=== Task statement ===
Scan the data below for lines holding the word "DeadlineExceeded", and copy each line found.

....................

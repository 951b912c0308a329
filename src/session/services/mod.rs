//! Application services for session lifecycle and registry persistence.

mod lifecycle;

pub use lifecycle::{
    SessionService, SessionServiceError, SessionServiceResult, publish_session_events,
};
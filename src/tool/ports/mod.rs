//! Port contracts for tool lookup.

mod repository;

pub use repository::{ToolRepository, ToolRepositoryError, ToolRepositoryResult};
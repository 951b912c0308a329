//! Domain model for resources and prompts.

mod error;
mod prompt;
mod prompt_name;
mod resource;
mod uri;

pub use error::{CatalogError, PromptGenerationError, ProviderError, ResourceReadError};
pub use prompt::{
    Prompt, PromptArgument, PromptContent, PromptDescriptor, PromptGenerator, PromptMessage,
    PromptRendering, TemplatePrompt,
};
pub use prompt_name::PromptName;
pub use resource::{
    Resource, ResourceContents, ResourceDescriptor, ResourceReader, StaticResource,
};
pub use uri::ResourceUri;
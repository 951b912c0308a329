//! Step definitions for session lifecycle scenarios.

mod given;
mod then;
mod when;
pub mod world;
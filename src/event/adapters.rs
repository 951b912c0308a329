//! Event publisher adapters.

use super::{DomainEvent, EventPublishError, EventPublishResult, EventPublisher};
use async_trait::async_trait;
use std::sync::{Arc, RwLock};

/// Publisher that records events in memory.
///
/// Intended for tests and for embedding applications that poll for events.
#[derive(Debug, Clone, Default)]
pub struct InMemoryEventPublisher {
    published: Arc<RwLock<Vec<DomainEvent>>>,
}

impl InMemoryEventPublisher {
    /// Creates an empty publisher.
    #[must_use]
    pub fn new() -> Self {
        Self::default()
    }

    /// Returns a copy of every event published so far, in publication order.
    #[must_use]
    pub fn published(&self) -> Vec<DomainEvent> {
        self.published
            .read()
            .map(|guard| guard.clone())
            .unwrap_or_default()
    }
}

#[async_trait]
impl EventPublisher for InMemoryEventPublisher {
    async fn publish(&self, event: &DomainEvent) -> EventPublishResult<()> {
        let mut guard = self
            .published
            .write()
            .map_err(|err| EventPublishError::delivery(std::io::Error::other(err.to_string())))?;
        guard.push(event.clone());
        Ok(())
    }
}

/// Publisher that emits each event as a structured `tracing` record.
#[derive(Debug, Clone, Copy, Default)]
pub struct TracingEventPublisher;

#[async_trait]
impl EventPublisher for TracingEventPublisher {
    async fn publish(&self, event: &DomainEvent) -> EventPublishResult<()> {
        tracing::debug!(
            event_id = %event.id(),
            aggregate_type = event.aggregate_type().as_str(),
            aggregate_id = %event.aggregate_id(),
            event_type = event.kind().as_str(),
            "domain event"
        );
        Ok(())
    }
}
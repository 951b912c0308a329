//! Tool entity and its bounded execution.

use super::{
    HANDLER_NOT_CONFIGURED, ToolDomainError, ToolExecutionError, ToolExecutor, ToolName,
    ToolResult,
};
use chrono::{DateTime, Utc};
use mockable::Clock;
use serde::{Deserialize, Serialize};
use serde_json::{Map, Value};
use std::collections::HashMap;
use std::fmt;
use std::sync::Arc;
use std::time::Duration;
use tokio_util::sync::CancellationToken;
use tracing::{debug, warn};

/// Timeout applied when a tool does not configure its own.
pub const DEFAULT_TOOL_TIMEOUT: Duration = Duration::from_secs(30);

/// Advisory call budget attached to a tool.
#[derive(Debug, Clone, Copy, PartialEq, Eq, Serialize, Deserialize)]
pub struct RateLimit {
    /// Maximum number of calls within `window`.
    pub max_calls: u32,
    /// Length of the accounting window.
    pub window: Duration,
}

/// Wire shape of a tool as listed to protocol clients.
#[derive(Debug, Clone, PartialEq, Serialize, Deserialize)]
#[serde(rename_all = "camelCase")]
pub struct ToolDescriptor {
    /// Tool name.
    pub name: String,
    /// Human-readable description.
    pub description: String,
    /// JSON schema describing accepted arguments.
    pub input_schema: Value,
}

/// An invocable capability.
///
/// Tools are cheap to clone: the executor is shared behind an [`Arc`]. A
/// session registry and a conversation tool list each hold their own copy.
#[derive(Clone)]
pub struct Tool {
    name: ToolName,
    description: String,
    input_schema: Value,
    executor: Option<Arc<dyn ToolExecutor>>,
    category: Option<String>,
    tags: Vec<String>,
    enabled: bool,
    rate_limit: Option<RateLimit>,
    timeout: Duration,
    metadata: HashMap<String, Value>,
    created_at: DateTime<Utc>,
    updated_at: DateTime<Utc>,
}

impl Tool {
    /// Creates an enabled tool without an executor.
    ///
    /// # Errors
    ///
    /// Returns [`ToolDomainError::EmptyToolDescription`] when the description
    /// is blank or [`ToolDomainError::InvalidInputSchema`] when the schema is
    /// not a JSON object.
    pub fn new(
        name: ToolName,
        description: impl Into<String>,
        input_schema: Value,
        clock: &impl Clock,
    ) -> Result<Self, ToolDomainError> {
        let normalized_description = description.into().trim().to_owned();
        if normalized_description.is_empty() {
            return Err(ToolDomainError::EmptyToolDescription);
        }

        if !input_schema.is_object() {
            return Err(ToolDomainError::InvalidInputSchema);
        }

        let timestamp = clock.utc();
        Ok(Self {
            name,
            description: normalized_description,
            input_schema,
            executor: None,
            category: None,
            tags: Vec::new(),
            enabled: true,
            rate_limit: None,
            timeout: DEFAULT_TOOL_TIMEOUT,
            metadata: HashMap::new(),
            created_at: timestamp,
            updated_at: timestamp,
        })
    }

    /// Attaches the executor invoked by [`Tool::execute`].
    #[must_use]
    pub fn with_executor(mut self, executor: Arc<dyn ToolExecutor>) -> Self {
        self.executor = Some(executor);
        self
    }

    /// Sets the category used for repository filtering.
    #[must_use]
    pub fn with_category(mut self, category: impl Into<String>) -> Self {
        self.category = Some(category.into());
        self
    }

    /// Replaces the tag list.
    #[must_use]
    pub fn with_tags(mut self, tags: impl IntoIterator<Item = impl Into<String>>) -> Self {
        self.tags = tags.into_iter().map(Into::into).collect();
        self
    }

    /// Sets the advisory rate limit.
    #[must_use]
    pub const fn with_rate_limit(mut self, rate_limit: RateLimit) -> Self {
        self.rate_limit = Some(rate_limit);
        self
    }

    /// Overrides the execution timeout.
    ///
    /// # Errors
    ///
    /// Returns [`ToolDomainError::ZeroTimeout`] for a zero duration.
    pub fn with_timeout(mut self, timeout: Duration) -> Result<Self, ToolDomainError> {
        if timeout.is_zero() {
            return Err(ToolDomainError::ZeroTimeout);
        }
        self.timeout = timeout;
        Ok(self)
    }

    /// Adds a metadata entry.
    #[must_use]
    pub fn with_metadata(mut self, key: impl Into<String>, value: Value) -> Self {
        self.metadata.insert(key.into(), value);
        self
    }

    /// Returns the tool name.
    #[must_use]
    pub const fn name(&self) -> &ToolName {
        &self.name
    }

    /// Returns the description.
    #[must_use]
    pub fn description(&self) -> &str {
        &self.description
    }

    /// Returns the input schema.
    #[must_use]
    pub const fn input_schema(&self) -> &Value {
        &self.input_schema
    }

    /// Returns the category, if any.
    #[must_use]
    pub fn category(&self) -> Option<&str> {
        self.category.as_deref()
    }

    /// Returns the tags.
    #[must_use]
    pub fn tags(&self) -> &[String] {
        &self.tags
    }

    /// Returns `true` if the tool carries `tag`.
    #[must_use]
    pub fn has_tag(&self, tag: &str) -> bool {
        self.tags.iter().any(|candidate| candidate == tag)
    }

    /// Returns whether the tool may be invoked.
    #[must_use]
    pub const fn is_enabled(&self) -> bool {
        self.enabled
    }

    /// Returns the advisory rate limit.
    #[must_use]
    pub const fn rate_limit(&self) -> Option<RateLimit> {
        self.rate_limit
    }

    /// Returns the execution timeout.
    #[must_use]
    pub const fn timeout(&self) -> Duration {
        self.timeout
    }

    /// Returns the metadata map.
    #[must_use]
    pub const fn metadata(&self) -> &HashMap<String, Value> {
        &self.metadata
    }

    /// Returns `true` when an executor is attached.
    #[must_use]
    pub const fn has_executor(&self) -> bool {
        self.executor.is_some()
    }

    /// Returns the creation timestamp.
    #[must_use]
    pub const fn created_at(&self) -> DateTime<Utc> {
        self.created_at
    }

    /// Returns the latest update timestamp.
    #[must_use]
    pub const fn updated_at(&self) -> DateTime<Utc> {
        self.updated_at
    }

    /// Enables the tool.
    pub fn enable(&mut self, clock: &impl Clock) {
        self.enabled = true;
        self.updated_at = clock.utc();
    }

    /// Disables the tool.
    pub fn disable(&mut self, clock: &impl Clock) {
        self.enabled = false;
        self.updated_at = clock.utc();
    }

    /// Returns the wire descriptor used by `tools/list`.
    #[must_use]
    pub fn descriptor(&self) -> ToolDescriptor {
        ToolDescriptor {
            name: self.name.as_str().to_owned(),
            description: self.description.clone(),
            input_schema: self.input_schema.clone(),
        }
    }

    /// Executes the tool under its own timeout.
    ///
    /// # Errors
    ///
    /// See [`Tool::execute_with_cancellation`].
    pub async fn execute(
        &self,
        input: Map<String, Value>,
    ) -> Result<ToolResult, ToolExecutionError> {
        self.execute_with_cancellation(input, &CancellationToken::new())
            .await
    }

    /// Executes the tool under its own timeout, scoped to the caller's token.
    ///
    /// One worker task runs the executor. The caller observes exactly one of:
    /// the worker's result, the worker's error, the tool timeout, or the
    /// caller's cancellation. On timeout or cancellation the child token
    /// handed to the executor is cancelled and the worker task is aborted.
    ///
    /// A tool without an executor yields an error-flagged result reading
    /// [`HANDLER_NOT_CONFIGURED`] rather than an error.
    ///
    /// # Errors
    ///
    /// Returns [`ToolExecutionError::Executor`] when the executor fails,
    /// [`ToolExecutionError::DeadlineExceeded`] when the timeout elapses,
    /// [`ToolExecutionError::Cancelled`] when `parent` is cancelled first,
    /// or [`ToolExecutionError::Panicked`] when the worker panics.
    pub async fn execute_with_cancellation(
        &self,
        input: Map<String, Value>,
        parent: &CancellationToken,
    ) -> Result<ToolResult, ToolExecutionError> {
        let Some(executor) = self.executor.clone() else {
            return Ok(ToolResult::error_text(HANDLER_NOT_CONFIGURED));
        };

        let tool = self.name.as_str().to_owned();
        let token = parent.child_token();
        let worker_token = token.clone();
        let mut worker =
            tokio::spawn(async move { executor.execute(input, worker_token).await });

        debug!(tool = %tool, timeout_ms = self.timeout.as_millis(), "tool execution started");

        let outcome = tokio::select! {
            () = parent.cancelled() => Err(ToolExecutionError::Cancelled { tool: tool.clone() }),
            joined = tokio::time::timeout(self.timeout, &mut worker) => match joined {
                Err(_elapsed) => Err(ToolExecutionError::DeadlineExceeded {
                    tool: tool.clone(),
                    timeout: self.timeout,
                }),
                Ok(Err(_join_error)) => Err(ToolExecutionError::Panicked { tool: tool.clone() }),
                Ok(Ok(Err(cause))) => Err(ToolExecutionError::Executor {
                    tool: tool.clone(),
                    cause: Arc::from(cause),
                }),
                Ok(Ok(Ok(result))) => Ok(result),
            },
        };

        token.cancel();
        worker.abort();

        match &outcome {
            Ok(result) => debug!(
                tool = %tool,
                is_error = result.is_error(),
                "tool execution finished"
            ),
            Err(err) => warn!(tool = %tool, error = %err, "tool execution failed"),
        }

        outcome
    }
}

impl fmt::Debug for Tool {
    fn fmt(&self, f: &mut fmt::Formatter<'_>) -> fmt::Result {
        f.debug_struct("Tool")
            .field("name", &self.name)
            .field("description", &self.description)
            .field("category", &self.category)
            .field("tags", &self.tags)
            .field("enabled", &self.enabled)
            .field("timeout", &self.timeout)
            .field("has_executor", &self.executor.is_some())
            .finish_non_exhaustive()
    }
}

#[cfg(test)]
mod tests {
    use super::*;
    use crate::tool::domain::{ExecutorError, FnExecutor, ToolContent};
    use async_trait::async_trait;
    use mockable::DefaultClock;
    use rstest::rstest;
    use serde_json::json;

    struct SleepyExecutor {
        delay: Duration,
    }

    #[async_trait]
    impl ToolExecutor for SleepyExecutor {
        async fn execute(
            &self,
            _input: Map<String, Value>,
            cancellation: CancellationToken,
        ) -> Result<ToolResult, ExecutorError> {
            tokio::select! {
                () = cancellation.cancelled() => Err("cancelled".into()),
                () = tokio::time::sleep(self.delay) => Ok(ToolResult::text("slept")),
            }
        }
    }

    fn echo_tool() -> Tool {
        let executor = FnExecutor::new(|input| {
            let message = input
                .get("message")
                .and_then(Value::as_str)
                .ok_or("message is required")?;
            Ok(ToolResult::text(message))
        });
        Tool::new(
            ToolName::new("echo").expect("valid name"),
            "Echo the input message",
            json!({"type": "object", "properties": {"message": {"type": "string"}}}),
            &DefaultClock,
        )
        .expect("valid tool")
        .with_executor(Arc::new(executor))
    }

    fn arguments(value: Value) -> Map<String, Value> {
        value.as_object().cloned().unwrap_or_default()
    }

    #[rstest]
    #[case("")]
    #[case("   ")]
    fn blank_description_is_rejected(#[case] description: &str) {
        let result = Tool::new(
            ToolName::new("echo").expect("valid name"),
            description,
            json!({"type": "object"}),
            &DefaultClock,
        );
        assert!(matches!(result, Err(ToolDomainError::EmptyToolDescription)));
    }

    #[test]
    fn non_object_schema_is_rejected() {
        let result = Tool::new(
            ToolName::new("echo").expect("valid name"),
            "Echo",
            json!("string"),
            &DefaultClock,
        );
        assert!(matches!(result, Err(ToolDomainError::InvalidInputSchema)));
    }

    #[test]
    fn new_tool_defaults() {
        let tool = echo_tool();
        assert!(tool.is_enabled());
        assert_eq!(tool.timeout(), DEFAULT_TOOL_TIMEOUT);
        assert!(tool.rate_limit().is_none());
    }

    #[tokio::test]
    async fn echo_returns_success_result() {
        let result = echo_tool()
            .execute(arguments(json!({"message": "hi"})))
            .await
            .expect("echo should succeed");

        assert!(!result.is_error());
        assert_eq!(result.content(), &[ToolContent::text("hi")]);
    }

    #[tokio::test]
    async fn missing_executor_yields_error_flagged_result() {
        let tool = Tool::new(
            ToolName::new("unbound").expect("valid name"),
            "No executor",
            json!({"type": "object"}),
            &DefaultClock,
        )
        .expect("valid tool");

        let result = tool
            .execute(Map::new())
            .await
            .expect("missing executor is not an error");

        assert!(result.is_error());
        assert_eq!(
            serde_json::to_value(&result).expect("serialisable"),
            json!({
                "content": [{"type": "text", "text": "Tool handler not configured"}],
                "isError": true
            })
        );
    }

    #[tokio::test]
    async fn executor_failure_is_an_error() {
        let result = echo_tool().execute(Map::new()).await;
        assert!(matches!(result, Err(ToolExecutionError::Executor { .. })));
    }

    #[tokio::test]
    async fn timeout_is_distinguished() {
        let tool = echo_tool()
            .with_executor(Arc::new(SleepyExecutor {
                delay: Duration::from_secs(5),
            }))
            .with_timeout(Duration::from_millis(20))
            .expect("non-zero timeout");

        let error = tool
            .execute(Map::new())
            .await
            .expect_err("slow executor should time out");

        assert!(error.is_deadline_exceeded());
    }

    #[tokio::test]
    async fn caller_cancellation_is_distinguished() {
        let tool = echo_tool().with_executor(Arc::new(SleepyExecutor {
            delay: Duration::from_secs(5),
        }));
        let parent = CancellationToken::new();
        parent.cancel();

        let result = tool.execute_with_cancellation(Map::new(), &parent).await;

        assert!(matches!(result, Err(ToolExecutionError::Cancelled { .. })));
    }

    #[test]
    fn zero_timeout_is_rejected() {
        assert!(matches!(
            echo_tool().with_timeout(Duration::ZERO),
            Err(ToolDomainError::ZeroTimeout)
        ));
    }

    #[test]
    fn disable_and_enable_toggle_flag() {
        let mut tool = echo_tool();
        tool.disable(&DefaultClock);
        assert!(!tool.is_enabled());
        tool.enable(&DefaultClock);
        assert!(tool.is_enabled());
    }
}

....................

=== Answer area ===
    /// [`ToolExecutionError::DeadlineExceeded`] when the timeout elapses,
                Err(_elapsed) => Err(ToolExecutionError::DeadlineExceeded {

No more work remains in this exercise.